Exam 7: Arithmetic Sequence: Common Difference and First n Terms

Evaluate the expression. - $\frac { 7 ! } { 5 ! 2 ! }$

A sequence of yearly payments of $5000 is invested at an interest rate of 1.5%, compounded annually. What is the total amount of the annuity after 10 years?

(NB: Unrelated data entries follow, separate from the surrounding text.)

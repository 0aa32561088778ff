//! # Gita Core
//!
//! Runtime-free logic for Gita Companion: chapter and verse models, cache and
//! progress key derivation, the key-value store abstraction, the reading
//! tracker (favorites, read flags, daily log, last-read pointer), streak
//! computation, and the verse-of-the-day selection.
//!
//! This crate contains no tokio, filesystem, or network dependencies. All
//! I/O happens behind the [`store::KvStore`] trait, which the native crate
//! implements over SQLite and this crate implements in memory.

pub mod daily;
pub mod error;
pub mod keys;
pub mod models;
pub mod store;
pub mod streak;
pub mod tracker;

Find the first term and the common difference for the arithmetic sequence. Round approximations to the nearest hundredth. - $a _ { 5 } = 112 , a _ { 34 } = 605$

To graph $\frac { x ^ { 2 } } { 16 } - \frac { y ^ { 2 } } { 36 } = 1$ on a graphics calculator, we must consider the union of the graphs of the two functions, $y _ { 1 } = 6 \sqrt { \frac { x ^ { 2 } } { 16 } - 1 }$ and $y _ { 2 } = - 6 \sqrt { \frac { x ^ { 2 } } { 16 } - 1 }$ . Using the graph of $y = \frac { x ^ { 2 } } { 16 } - 1$ , explain (a) how the solution set of $\frac { x ^ { 2 } } { 16 } - 1 \geq 0$ can be determined graphically and (b) how it relates to the domain of the hyperbola.

Find the sum of the first n terms of the following arithmetic sequence. - $\mathrm { a } _ { 1 } = - 5 , \mathrm {~d} = - 6 ; \mathrm { n } = 10$

Martin saves $5 on the first day of a 40-day period, $10 on the second day, and so on. For the next 40 days, he increases the amount saved by $10 each day (instead of $5 each day). How much will he have saved after 80 Days?

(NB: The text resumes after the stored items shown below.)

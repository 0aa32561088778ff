//! Bundle fetch progress reporting.
//!
//! `gita fetch-bundle` crawls hundreds of verses one request at a time.
//! Progress goes to **stderr** so stdout stays clean for scripts, and is
//! throttled to one line per [`REPORT_EVERY`] verses.

use std::io::Write;

/// Emit a verse progress line every this many verses.
pub const REPORT_EVERY: u64 = 25;

/// A single progress event for a bundle fetch.
#[derive(Clone, Debug)]
pub enum FetchProgressEvent {
    /// Chapter list downloaded.
    Chapters { count: u64 },
    /// `n` of `total` verses downloaded; currently in `chapter`.
    Verses { chapter: u32, n: u64, total: u64 },
    /// A request failed and will be retried after `delay_secs`.
    Retry {
        path: String,
        attempt: u32,
        delay_secs: u64,
    },
}

/// Reports fetch progress. Implementations write to stderr (human or JSON).
pub trait FetchProgressReporter: Send + Sync {
    fn report(&self, event: FetchProgressEvent);
}

/// Human-friendly progress on stderr: "fetch  chapter 2  verses 75 / 700".
pub struct StderrProgress;

impl FetchProgressReporter for StderrProgress {
    fn report(&self, event: FetchProgressEvent) {
        let line = match &event {
            FetchProgressEvent::Chapters { count } => {
                format!("fetch  chapters  {} found\n", format_number(*count))
            }
            FetchProgressEvent::Verses { chapter, n, total } => format!(
                "fetch  chapter {}  verses {} / {}\n",
                chapter,
                format_number(*n),
                format_number(*total)
            ),
            FetchProgressEvent::Retry {
                path,
                attempt,
                delay_secs,
            } => format!(
                "fetch  {}  retry {} in {}s\n",
                path, attempt, delay_secs
            ),
        };
        let _ = std::io::stderr().lock().write_all(line.as_bytes());
        let _ = std::io::stderr().lock().flush();
    }
}

/// Machine-readable progress: one JSON object per line on stderr.
pub struct JsonProgress;

impl FetchProgressReporter for JsonProgress {
    fn report(&self, event: FetchProgressEvent) {
        let obj = match &event {
            FetchProgressEvent::Chapters { count } => serde_json::json!({
                "event": "progress",
                "phase": "chapters",
                "count": count
            }),
            FetchProgressEvent::Verses { chapter, n, total } => serde_json::json!({
                "event": "progress",
                "phase": "verses",
                "chapter": chapter,
                "n": n,
                "total": total
            }),
            FetchProgressEvent::Retry {
                path,
                attempt,
                delay_secs,
            } => serde_json::json!({
                "event": "retry",
                "path": path,
                "attempt": attempt,
                "delay_secs": delay_secs
            }),
        };
        if let Ok(line) = serde_json::to_string(&obj) {
            let _ = writeln!(std::io::stderr().lock(), "{}", line);
            let _ = std::io::stderr().lock().flush();
        }
    }
}

pub struct NoProgress;

impl FetchProgressReporter for NoProgress {
    fn report(&self, _event: FetchProgressEvent) {}
}

/// True when verse `n` of `total` should produce a progress line.
pub fn should_report(n: u64, total: u64) -> bool {
    n % REPORT_EVERY == 0 || n == total
}

pub fn format_number(n: u64) -> String {
    let s = n.to_string();
    let mut result = String::with_capacity(s.len() + (s.len() - 1) / 3);
    for (i, c) in s.chars().rev().enumerate() {
        if i > 0 && i % 3 == 0 {
            result.push(',');
        }
        result.push(c);
    }
    result.chars().rev().collect()
}

/// Progress mode for the CLI: off, human (stderr), or JSON (stderr).
#[derive(Clone, Copy, Debug, Eq, PartialEq, clap::ValueEnum)]
pub enum ProgressMode {
    Off,
    Human,
    Json,
}

impl ProgressMode {
    /// Human progress when stderr is a TTY, otherwise off.
    pub fn default_for_tty() -> Self {
        if atty::is(atty::Stream::Stderr) {
            ProgressMode::Human
        } else {
            ProgressMode::Off
        }
    }

    pub fn reporter(&self) -> Box<dyn FetchProgressReporter> {
        match self {
            ProgressMode::Off => Box::new(NoProgress),
            ProgressMode::Human => Box::new(StderrProgress),
            ProgressMode::Json => Box::new(JsonProgress),
        }
    }
}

In how many ways can 8 people line up for play tickets?

Write an equation for the parabola with vertex at the origin. -Through (8, 8), symmetric with respect to the y-axis

Write an equation for the hyperbola. -vertices at $( 0,4 ) , ( 0 , - 4 )$ ; foci at $( 0,10 ) , ( 0 , - 10 )$

Find the common ratio r for the given infinite geometric sequence. - $\frac { 4 } { 3 } , \frac { 16 } { 3 } , \frac { 64 } { 3 } , \frac { 256 } { 3 } , \frac { 1024 } { 3 } , \ldots$

The beginning population of a small town was 12,000 people. Due to decline in industrial growth the population has since been decreasing at a rate of 3% every year. What was the population of this town 10 years Later?

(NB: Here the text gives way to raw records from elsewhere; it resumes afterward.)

#[cfg(test)]
mod tests {
    use super::*;
    use crate::store::memory::InMemoryKv;

    fn day(s: &str) -> NaiveDate {
        NaiveDate::parse_from_str(s, "%Y-%m-%d").unwrap()
    }

    #[tokio::test]
    async fn test_favorite_toggle_removes_key() {
        let tracker = ReadingTracker::new(InMemoryKv::new());
        tracker.set_favorite(2, 47, true).await.unwrap();
        assert!(tracker.is_favorite(2, 47).await.unwrap());
        assert_eq!(
            tracker.store().get("favorite_verse_2_47").await.unwrap().as_deref(),
            Some("true")
        );

        tracker.set_favorite(2, 47, false).await.unwrap();
        assert!(!tracker.is_favorite(2, 47).await.unwrap());
        assert_eq!(tracker.store().get("favorite_verse_2_47").await.unwrap(), None);
    }

    #[tokio::test]
    async fn test_favorites_listing_sorted() {
        let tracker = ReadingTracker::new(InMemoryKv::new());
        tracker.set_favorite(12, 13, true).await.unwrap();
        tracker.set_favorite(2, 47, true).await.unwrap();
        tracker.set_favorite(2, 3, true).await.unwrap();
        tracker.store().set("favorite_verse_4_7", "false").await.unwrap();
        assert_eq!(
            tracker.favorites().await.unwrap(),
            vec![VerseKey::new(2, 3), VerseKey::new(2, 47), VerseKey::new(12, 13)]
        );
    }

    #[tokio::test]
    async fn test_read_tolerates_legacy_false() {
        let tracker = ReadingTracker::new(InMemoryKv::new());
        tracker.store().set("read_verse_1_5", "false").await.unwrap();
        tracker.store().set("read_verse_1_6", "TRUE").await.unwrap();
        assert!(!tracker.is_read(1, 5).await.unwrap());
        assert!(!tracker.is_read(1, 6).await.unwrap());

        tracker.set_read(1, 5, true).await.unwrap();
        assert!(tracker.is_read(1, 5).await.unwrap());
    }

    #[tokio::test]
    async fn test_unread_removes_key_and_updates_chapter_list() {
        let tracker = ReadingTracker::new(InMemoryKv::new());
        tracker.set_read(3, 9, true).await.unwrap();
        tracker.set_read(3, 2, true).await.unwrap();
        tracker.set_read(3, 9, true).await.unwrap();
        assert_eq!(tracker.read_verses(3).await.unwrap(), vec![2, 9]);
        assert_eq!(
            tracker.store().get("read_chapter_3").await.unwrap().as_deref(),
            Some("[2,9]")
        );

        tracker.set_read(3, 9, false).await.unwrap();
        assert_eq!(tracker.store().get("read_verse_3_9").await.unwrap(), None);
        assert_eq!(tracker.read_verses(3).await.unwrap(), vec![2]);
        assert_eq!(tracker.chapter_progress(3, 43).await.unwrap(), (1, 43));
    }

    #[tokio::test]
    async fn test_normalize_read_flags() {
        let tracker = ReadingTracker::new(InMemoryKv::new());
        tracker.store().set("read_verse_1_1", "false").await.unwrap();
        tracker.store().set("read_verse_1_2", "true").await.unwrap();
        tracker.store().set("read_verse_1_3", "").await.unwrap();
        tracker.store().set("favorite_verse_1_1", "true").await.unwrap();

        assert_eq!(tracker.normalize_read_flags().await.unwrap(), 2);
        assert_eq!(
            tracker.store().keys().await.unwrap(),
            vec!["favorite_verse_1_1", "read_verse_1_2"]
        );
        assert_eq!(tracker.normalize_read_flags().await.unwrap(), 0);
    }

    #[tokio::test]
    async fn test_record_daily_read_is_idempotent() {
        let tracker = ReadingTracker::new(InMemoryKv::new());
        let today = day("2024-03-10");
        assert!(tracker.record_daily_read(2, 47, today).await.unwrap());
        assert!(!tracker.record_daily_read(2, 47, today).await.unwrap());
        assert!(tracker.record_daily_read(2, 48, today).await.unwrap());
        assert!(tracker.record_daily_read(2, 47, day("2024-03-11")).await.unwrap());

        let log = tracker.daily_log().await.unwrap();
        assert_eq!(log["2024-03-10"], vec!["2_47", "2_48"]);
        assert_eq!(log["2024-03-11"], vec!["2_47"]);
        assert_eq!(tracker.today_count(today).await.unwrap(), 2);
    }

    #[tokio::test]
    async fn test_daily_target_defaults_and_validation() {
        let tracker = ReadingTracker::new(InMemoryKv::new());
        assert_eq!(tracker.daily_target().await.unwrap(), DEFAULT_DAILY_TARGET);

        tracker.set_daily_target(5).await.unwrap();
        assert_eq!(tracker.daily_target().await.unwrap(), 5);

        assert!(matches!(
            tracker.set_daily_target(0).await,
            Err(AccessError::InvalidTarget(0))
        ));
        assert!(tracker.set_daily_target(21).await.is_err());

        tracker.store().set("daily_target", "lots").await.unwrap();
        assert_eq!(tracker.daily_target().await.unwrap(), DEFAULT_DAILY_TARGET);

        let custom = ReadingTracker::new(InMemoryKv::new()).with_default_target(7);
        assert_eq!(custom.daily_target().await.unwrap(), 7);
    }

    #[tokio::test]
    async fn test_practice_summary() {
        let tracker = ReadingTracker::new(InMemoryKv::new());
        tracker.set_daily_target(2).await.unwrap();
        for (d, v) in [("2024-01-01", 1), ("2024-01-01", 2), ("2024-01-02", 3), ("2024-01-02", 4)] {
            tracker.record_daily_read(1, v, day(d)).await.unwrap();
        }
        tracker.record_daily_read(1, 5, day("2024-01-03")).await.unwrap();

        let summary = tracker.practice_summary(day("2024-01-03")).await.unwrap();
        assert_eq!(summary.today_count, 1);
        assert_eq!(summary.target, 2);
        assert_eq!(summary.streak, 0);
        assert_eq!(summary.longest_streak, 2);
        assert!(!summary.goal_met());

        tracker.record_daily_read(1, 6, day("2024-01-03")).await.unwrap();
        assert_eq!(tracker.streak().await.unwrap(), 3);
    }

    #[tokio::test]
    async fn test_last_read_overwrites() {
        let tracker = ReadingTracker::new(InMemoryKv::new());
        assert_eq!(tracker.get_last_read().await.unwrap(), None);
        tracker.set_last_read(2, 47, 1_000).await.unwrap();
        tracker.set_last_read(3, 1, 2_000).await.unwrap();
        assert_eq!(
            tracker.get_last_read().await.unwrap(),
            Some(LastRead {
                chapter: 3,
                verse: 1,
                timestamp: 2_000
            })
        );
    }

    #[tokio::test]
    async fn test_corrupt_json_values_read_as_absent() {
        let tracker = ReadingTracker::new(InMemoryKv::new());
        tracker.store().set("last_read", "{oops").await.unwrap();
        tracker.store().set("daily_read_log", "[]").await.unwrap();
        assert_eq!(tracker.get_last_read().await.unwrap(), None);
        assert!(tracker.daily_log().await.unwrap().is_empty());
    }

    #[tokio::test]
    async fn test_clear_all_resets_everything() {
        let tracker = ReadingTracker::new(InMemoryKv::new());
        tracker.set_favorite(2, 47, true).await.unwrap();
        tracker.set_read(2, 47, true).await.unwrap();
        tracker.set_last_read(2, 47, 5).await.unwrap();

        tracker.clear_all().await.unwrap();

        assert!(!tracker.is_favorite(2, 47).await.unwrap());
        assert!(!tracker.is_read(2, 47).await.unwrap());
        assert_eq!(tracker.get_last_read().await.unwrap(), None);
        assert!(tracker.store().is_empty());
    }
}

Evaluate the sum. Round to two decimal places, if necessary. - $\sum _ { k = 2 } ^ { 5 } ( 2 k - 2 )$

Evaluate the sum. Round to two decimal places, if necessary. - $\sum _ { i = 9 } ^ { 12 } ( i + 5 ) ^ { - 1 }$

In how many ways can a group of 8 students be selected from 9 students?

Evaluate the series, if it converges. - $\sum _ { i = 1 } ^ { \infty } 40 \left( - \frac { 10 } { 7 } \right) ^ { i - 1 }$

How many different three-number "combinations" are possible on a combination lock having 25 numbers on its dial without repeating a number?

Write an equation for the ellipse. - $x$ -intercepts $( \pm 2,0 ) ; y$ -intercepts $( 0 , \pm 8 )$

100 employees of a company are asked how they get to work and whether they work full time or part time. The figure below shows the results. If one of the 100 employees is randomly selected, find the probability that the Person does not work full time. 1. Public transportation: 6 full time, 7 part time 2. Bicycle: 5 full time, 5 part time 3. Drive alone: 34 full time, 28 part time 4. Car pool: 6 full time, 9 part time

A lottery game has balls numbered 1 through 21. What is the probability of selecting an even numbered ball or a 11?

Evaluate the expression. - $\left( \begin{array} { c } 10 \\5\end{array} \right)$